Four per cent of respondents said they are currently experiencing workplace harassment, or have in the last year, which is virtually unchanged from 2012.

While more men said they have witnessed workplace harassment than women (30 per cent versus 20 per cent), the opposite is the case when it comes to personally experiencing it in their own work life. Roughly one in three females (31 percent) has or is currently experiencing workplace harassment versus 22 per cent of males, found the survey of 1,501 Canadians.

“It’s encouraging that incidents of workplace harassment appear to be declining. It suggests that recent legislation and increased education against workplace harassment in Canada is helping.

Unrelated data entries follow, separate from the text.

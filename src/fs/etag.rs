use std::path::Path;

use axum::http::{HeaderMap, HeaderName};
use tokio::io::{AsyncRead, AsyncReadExt};

use crate::error::{ApiError, ApiResult};
use crate::error::api::{ApiErrorKind, Context};

const READ_BUF_SIZE: usize = 64 * 1024;

pub fn to_tag(hash: &blake3::Hash) -> String {
    hash.to_hex().to_string()
}

/// hashes everything left in the reader
pub async fn from_reader<R>(reader: &mut R) -> std::io::Result<String>
where
    R: AsyncRead + Unpin
{
    let mut hasher = blake3::Hasher::new();
    let mut buf = vec![0u8; READ_BUF_SIZE];

    loop {
        let read = reader.read(&mut buf).await?;

        if read == 0 {
            break;
        }

        hasher.update(&buf[..read]);
    }

    Ok(to_tag(&hasher.finalize()))
}

pub async fn from_path<P>(path: P) -> std::io::Result<String>
where
    P: AsRef<Path>
{
    let mut file = tokio::fs::File::open(path).await?;

    from_reader(&mut file).await
}

/// parsed value of an `If-Match` or `If-None-Match` header
#[derive(Debug, PartialEq, Eq)]
pub enum Condition {
    Any,
    Tags(Vec<String>),
}

impl Condition {
    pub fn parse(value: &str) -> Condition {
        let mut tags = Vec::new();

        for part in value.split(',') {
            let trimmed = part.trim();

            if trimmed == "*" {
                return Condition::Any;
            }

            let tag = trimmed.strip_prefix("W/")
                .unwrap_or(trimmed)
                .trim_matches('"');

            if !tag.is_empty() {
                tags.push(tag.to_owned());
            }
        }

        Condition::Tags(tags)
    }

    /// retrieves and parses the given header. every value of a repeated header
    /// is joined into one list
    pub fn from_headers(headers: &HeaderMap, name: HeaderName) -> ApiResult<Option<Condition>> {
        let mut joined: Option<String> = None;

        for value in headers.get_all(&name) {
            let value = value.to_str().kind_context(
                ApiErrorKind::InvalidHeaderValue,
                format!("{name} contains invalid utf8 characters")
            )?;

            match joined.as_mut() {
                Some(list) => {
                    list.push(',');
                    list.push_str(value);
                }
                None => {
                    joined = Some(value.to_owned());
                }
            }
        }

        Ok(joined.map(|v| Condition::parse(&v)))
    }

    /// `current` is the tag of an existing resource. directories have none so
    /// they only match `*`
    pub fn matches(&self, current: Option<&str>) -> bool {
        match self {
            Condition::Any => true,
            Condition::Tags(list) => match current {
                Some(tag) => list.iter().any(|v| v == tag),
                None => false,
            }
        }
    }
}

/// fails with `PreconditionFailed` when the condition does not match
pub fn check_if_match(condition: &Condition, current: Option<&str>) -> ApiResult<()> {
    if condition.matches(current) {
        Ok(())
    } else {
        Err(ApiError::from((
            ApiErrorKind::PreconditionFailed,
            "If-Match does not match the current ETag"
        )))
    }
}

#[cfg(test)]
mod test {
    use super::*;

    use axum::http::header::{IF_MATCH, IF_NONE_MATCH};

    #[test]
    fn parse_conditions() {
        assert_eq!(Condition::parse("*"), Condition::Any);
        assert_eq!(Condition::parse(" abc, *"), Condition::Any);
        assert_eq!(
            Condition::parse("\"abc\", W/\"def\" ,ghi"),
            Condition::Tags(vec!["abc".into(), "def".into(), "ghi".into()])
        );
        assert_eq!(Condition::parse(""), Condition::Tags(Vec::new()));
    }

    #[test]
    fn condition_matching() {
        let cond = Condition::parse("\"abc\"");

        assert!(cond.matches(Some("abc")));
        assert!(!cond.matches(Some("abd")));
        assert!(!cond.matches(None));
        assert!(Condition::Any.matches(None));
        assert!(check_if_match(&cond, Some("nope")).is_err());
    }

    #[test]
    fn repeated_headers() {
        let mut headers = HeaderMap::new();
        headers.append(IF_MATCH, "abc".parse().unwrap());
        headers.append(IF_MATCH, "def".parse().unwrap());

        let cond = Condition::from_headers(&headers, IF_MATCH).unwrap().unwrap();

        assert!(cond.matches(Some("def")));
        assert!(Condition::from_headers(&headers, IF_NONE_MATCH).unwrap().is_none());
    }

    #[tokio::test]
    async fn hash_matches_blake3() {
        let mut reader: &[u8] = b"hello world";
        let tag = from_reader(&mut reader).await.unwrap();

        assert_eq!(tag, blake3::hash(b"hello world").to_hex().to_string());
        assert_eq!(tag.len(), 64);
    }
}
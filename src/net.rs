use axum::http::{StatusCode, HeaderName, HeaderValue, Error as HttpError};
use axum::http::response::Builder;
use axum::response::{Response, IntoResponse};
use bytes::{BytesMut, BufMut};
use serde::Serialize;

use crate::error::ApiResult;

pub mod mime;
pub mod layer;

pub mod fs;

pub struct Json<T> {
    builder: Builder,
    root: T
}

impl<T> Json<T> {
    pub fn new(root: T) -> Self {
        Self {
            builder: Builder::new(),
            root
        }
    }

    pub fn with_status<S>(mut self, status: S) -> Self
    where
        StatusCode: TryFrom<S>,
        <StatusCode as TryFrom<S>>::Error: Into<HttpError>
    {
        self.builder = self.builder.status(status);
        self
    }

    pub fn with_header<K, V>(mut self, key: K, value: V) -> Self
    where
        HeaderName: TryFrom<K>,
        <HeaderName as TryFrom<K>>::Error: Into<HttpError>,
        HeaderValue: TryFrom<V>,
        <HeaderValue as TryFrom<V>>::Error: Into<HttpError>,
    {
        self.builder = self.builder.header(key, value);
        self
    }
}

impl<T> Json<T>
where
    T: Serialize
{
    fn create_response(self) -> ApiResult<Response> {
        let buf_froze = {
            let mut buf = BytesMut::with_capacity(128).writer();
            serde_json::to_writer(&mut buf, &self.root)?;

            buf.into_inner().freeze()
        };

        Ok(self.builder.header("content-type", "application/json")
            .header("content-length", buf_froze.len())
            .body(axum::body::Body::from(buf_froze))?
            .into_response())
    }
}

impl<T> IntoResponse for Json<T>
where
    T: Serialize
{
    fn into_response(self) -> Response {
        match self.create_response() {
            Ok(res) => res,
            Err(err) => err.into_response(),
        }
    }
}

However, the fact that roughly one out of four people still admit to experiencing it personally is hardly cause for a celebration,” said Jana Raver, associate professor at Queen’s School of Business.

“Society has made great strides in virtually eliminating many traditional job-related risks, and now we must apply the same commitment to eradicating workplace harassment, which is often less obvious.”

University-educated employees were the most likely to report they have experienced or are currently experiencing workplace harassment (29 per cent), compared to those who have a high school education or less (23 per cent), found the survey.

The percentage of people reporting a male harasser has declined from 50 per cent in 2012 to 42 per cent in 2014, while the percentage reporting female harassers has remained the same at 23 per cent. However, the percentage of Canadians who said they have witnessed workplace harassment inflicted by both males and females has jumped to 35 per cent from 27 per cent two years ago.